◆ **Source material**:

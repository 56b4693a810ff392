//! The query engine: shared state behind every native query.

use std::collections::HashMap;
use std::sync::Arc;

use oxide_dialect::Dialect;
use serde::{Deserialize, Serialize};
use tracing::debug;

use crate::error::{QueryError, Result};
use crate::metamodel::{Entity, Metamodel};
use crate::plan::QueryPlanCache;
use crate::query::{NativeQuery, TypedNativeQuery};
use crate::results::{FromResultValue, ResultSetMapping};

/// Engine-wide query settings.
#[derive(Debug, Clone, Copy, PartialEq, Eq, Serialize, Deserialize)]
#[serde(default)]
pub struct EngineOptions {
    /// Pad list parameters to the next power of two so fewer distinct
    /// statements reach the database.
    pub in_clause_parameter_padding: bool,
    pub plan_cache_enabled: bool,
}

impl Default for EngineOptions {
    fn default() -> Self {
        Self {
            in_clause_parameter_padding: false,
            plan_cache_enabled: true,
        }
    }
}

impl EngineOptions {
    /// Parses options from JSON; missing keys keep their defaults.
    ///
    /// # Errors
    ///
    /// Returns [`QueryError::Options`] for malformed JSON.
    pub fn from_json(json: &str) -> Result<Self> {
        Ok(serde_json::from_str(json)?)
    }
}

/// A native query registered under a name.
#[derive(Debug, Clone, PartialEq, Eq, Serialize, Deserialize)]
pub struct NamedNativeQuery {
    pub name: String,
    pub sql: String,
    /// Name of a registered result-set mapping.
    #[serde(default)]
    pub result_set_mapping: Option<String>,
    /// Entity read implicitly when no mapping is named.
    #[serde(default)]
    pub result_entity: Option<String>,
    #[serde(default)]
    pub query_spaces: Vec<String>,
}

impl NamedNativeQuery {
    #[must_use]
    pub fn new(name: impl Into<String>, sql: impl Into<String>) -> Self {
        Self {
            name: name.into(),
            sql: sql.into(),
            result_set_mapping: None,
            result_entity: None,
            query_spaces: Vec::new(),
        }
    }

    #[must_use]
    pub fn with_result_set_mapping(mut self, mapping: impl Into<String>) -> Self {
        self.result_set_mapping = Some(mapping.into());
        self
    }

    #[must_use]
    pub fn with_result_entity(mut self, entity: impl Into<String>) -> Self {
        self.result_entity = Some(entity.into());
        self
    }

    #[must_use]
    pub fn with_query_space(mut self, table: impl Into<String>) -> Self {
        self.query_spaces.push(table.into());
        self
    }
}

/// Creates native queries against one dialect and metamodel.
///
/// Registration happens while the engine is still exclusively owned;
/// afterwards it is shared read-only and only the plan cache changes.
#[derive(Debug)]
pub struct QueryEngine {
    dialect: Arc<Dialect>,
    metamodel: Arc<Metamodel>,
    options: EngineOptions,
    plans: QueryPlanCache,
    named_queries: HashMap<String, NamedNativeQuery>,
    mappings: HashMap<String, ResultSetMapping>,
}

impl QueryEngine {
    #[must_use]
    pub fn new(dialect: Arc<Dialect>, metamodel: Arc<Metamodel>, options: EngineOptions) -> Self {
        debug!(
            dialect = dialect.name(),
            entities = metamodel.len(),
            padding = options.in_clause_parameter_padding,
            plan_cache = options.plan_cache_enabled,
            "Query engine created"
        );
        Self {
            dialect,
            metamodel,
            options,
            plans: QueryPlanCache::new(options.plan_cache_enabled),
            named_queries: HashMap::new(),
            mappings: HashMap::new(),
        }
    }

    #[must_use]
    pub fn dialect(&self) -> &Dialect {
        &self.dialect
    }

    #[must_use]
    pub fn metamodel(&self) -> &Metamodel {
        &self.metamodel
    }

    #[must_use]
    pub const fn options(&self) -> &EngineOptions {
        &self.options
    }

    #[must_use]
    pub const fn plans(&self) -> &QueryPlanCache {
        &self.plans
    }

    /// Registers a mapping under its name.
    ///
    /// # Errors
    ///
    /// Returns [`QueryError::UnnamedResultSetMapping`] for a mapping built
    /// without a name.
    pub fn register_result_set_mapping(&mut self, mapping: ResultSetMapping) -> Result<()> {
        let name = mapping
            .name()
            .ok_or(QueryError::UnnamedResultSetMapping)?
            .to_string();
        self.mappings.insert(name, mapping);
        Ok(())
    }

    pub fn register_named_query(&mut self, query: NamedNativeQuery) {
        self.named_queries.insert(query.name.clone(), query);
    }

    /// # Errors
    ///
    /// Returns [`QueryError::UnknownResultSetMapping`].
    pub fn result_set_mapping(&self, name: &str) -> Result<&ResultSetMapping> {
        self.mappings
            .get(name)
            .ok_or_else(|| QueryError::UnknownResultSetMapping(name.to_string()))
    }

    /// A query with no declared results yet.
    ///
    /// # Errors
    ///
    /// Returns parameter recognition errors.
    pub fn create_native_query(&self, sql: &str) -> Result<NativeQuery<'_>> {
        let interpretation = self.plans.interpretation(sql)?;
        Ok(NativeQuery::new(self, sql, interpretation, ResultSetMapping::new()))
    }

    /// A query reading its rows through the mapping registered as
    /// `mapping_name`.
    ///
    /// # Errors
    ///
    /// Returns [`QueryError::UnknownResultSetMapping`] and parameter
    /// recognition errors.
    pub fn create_native_query_with_mapping(
        &self,
        sql: &str,
        mapping_name: &str,
    ) -> Result<NativeQuery<'_>> {
        let mapping = self.result_set_mapping(mapping_name)?.clone();
        let interpretation = self.plans.interpretation(sql)?;
        Ok(NativeQuery::new(self, sql, interpretation, mapping))
    }

    /// A query reading each row as an `E`, with every column labelled by
    /// its mapped name.
    ///
    /// # Errors
    ///
    /// Returns [`QueryError::UnknownEntity`] when `E` is not registered and
    /// parameter recognition errors.
    pub fn create_entity_query<E: Entity>(&self, sql: &str) -> Result<TypedNativeQuery<'_, E>> {
        let mut query = self.create_native_query(sql)?;
        query.add_entity(None, E::ENTITY_NAME, None)?;
        query.typed()
    }

    /// Instantiates a registered named query.
    ///
    /// A named mapping wins over a result entity; a result entity becomes
    /// an implicit entity result aliased by its unqualified name.
    ///
    /// # Errors
    ///
    /// Returns [`QueryError::UnknownNamedQuery`],
    /// [`QueryError::UnknownResultSetMapping`],
    /// [`QueryError::UnknownEntity`] and parameter recognition errors.
    pub fn create_named_query(&self, name: &str) -> Result<NativeQuery<'_>> {
        let named = self
            .named_queries
            .get(name)
            .ok_or_else(|| QueryError::UnknownNamedQuery(name.to_string()))?;

        let mut query = match (&named.result_set_mapping, &named.result_entity) {
            (Some(mapping), _) => self.create_native_query_with_mapping(&named.sql, mapping)?,
            (None, Some(entity)) => {
                let mut query = self.create_native_query(&named.sql)?;
                query.add_entity(None, entity, None)?;
                query
            }
            (None, None) => self.create_native_query(&named.sql)?,
        };
        for space in &named.query_spaces {
            query.add_synchronized_query_space(space);
        }
        Ok(query)
    }

    /// Typed variant of [`create_named_query`](Self::create_named_query).
    ///
    /// # Errors
    ///
    /// Everything [`create_named_query`](Self::create_named_query) and
    /// [`NativeQuery::typed`] return.
    pub fn create_named_query_typed<T: FromResultValue>(
        &self,
        name: &str,
    ) -> Result<TypedNativeQuery<'_, T>> {
        self.create_named_query(name)?.typed()
    }
}

#[cfg(test)]
mod tests {
    use oxide_dialect::{Product, TypeCode};

    use super::*;
    use crate::metamodel::{EntityMapping, IdentifierMapping};

    fn engine() -> QueryEngine {
        let mut metamodel = Metamodel::new();
        metamodel.register(
            EntityMapping::new(
                "library.Book",
                "books",
                IdentifierMapping::Basic {
                    attribute: "id".to_string(),
                    column: "id".to_string(),
                    type_code: TypeCode::BigInt,
                },
            )
            .with_basic("title", "title", TypeCode::Varchar),
        );
        QueryEngine::new(
            Arc::new(Dialect::new(Product::Sqlite)),
            Arc::new(metamodel),
            EngineOptions::default(),
        )
    }

    #[test]
    fn test_options_from_json() {
        let options = EngineOptions::from_json(r#"{"in_clause_parameter_padding": true}"#).unwrap();
        assert!(options.in_clause_parameter_padding);
        assert!(options.plan_cache_enabled);
        assert!(matches!(
            EngineOptions::from_json("{not json"),
            Err(QueryError::Options(_))
        ));
    }

    #[test]
    fn test_named_query_with_result_entity() {
        let mut engine = engine();
        engine.register_named_query(
            NamedNativeQuery::new("allBooks", "select * from books").with_result_entity("Book"),
        );

        let query = engine.create_named_query("allBooks").unwrap();
        let [crate::results::ResultBuilder::Entity(root)] = query.mapping().results() else {
            panic!("expected one entity result");
        };
        assert_eq!(root.alias(), "Book");
        assert_eq!(root.entity(), "library.Book");
        assert!(matches!(
            engine.create_named_query("missing"),
            Err(QueryError::UnknownNamedQuery(_))
        ));
    }

    #[test]
    fn test_named_query_with_mapping() {
        let mut engine = engine();
        let mut mapping = ResultSetMapping::named("titles");
        mapping.add_scalar("title", Some(TypeCode::Varchar));
        engine.register_result_set_mapping(mapping).unwrap();
        engine.register_named_query(
            NamedNativeQuery::new("titles", "select title from books")
                .with_result_set_mapping("titles")
                .with_query_space("books"),
        );

        let query = engine.create_named_query_typed::<String>("titles").unwrap();
        assert_eq!(query.query().mapping().number_of_results(), 1);
        assert!(query.query().synchronized_query_spaces().contains("books"));

        assert!(matches!(
            engine.register_result_set_mapping(ResultSetMapping::new()),
            Err(QueryError::UnnamedResultSetMapping)
        ));
        assert!(matches!(
            engine.create_native_query_with_mapping("select 1", "missing"),
            Err(QueryError::UnknownResultSetMapping(name)) if name == "missing"
        ));
    }
}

◆ **Assignment**:
Pull out all lines containing the word "when" from the entries above.

◆ **Result of this task**:
    /// Entity read implicitly when no mapping is named.
    /// Returns [`QueryError::UnknownEntity`] when `E` is not registered and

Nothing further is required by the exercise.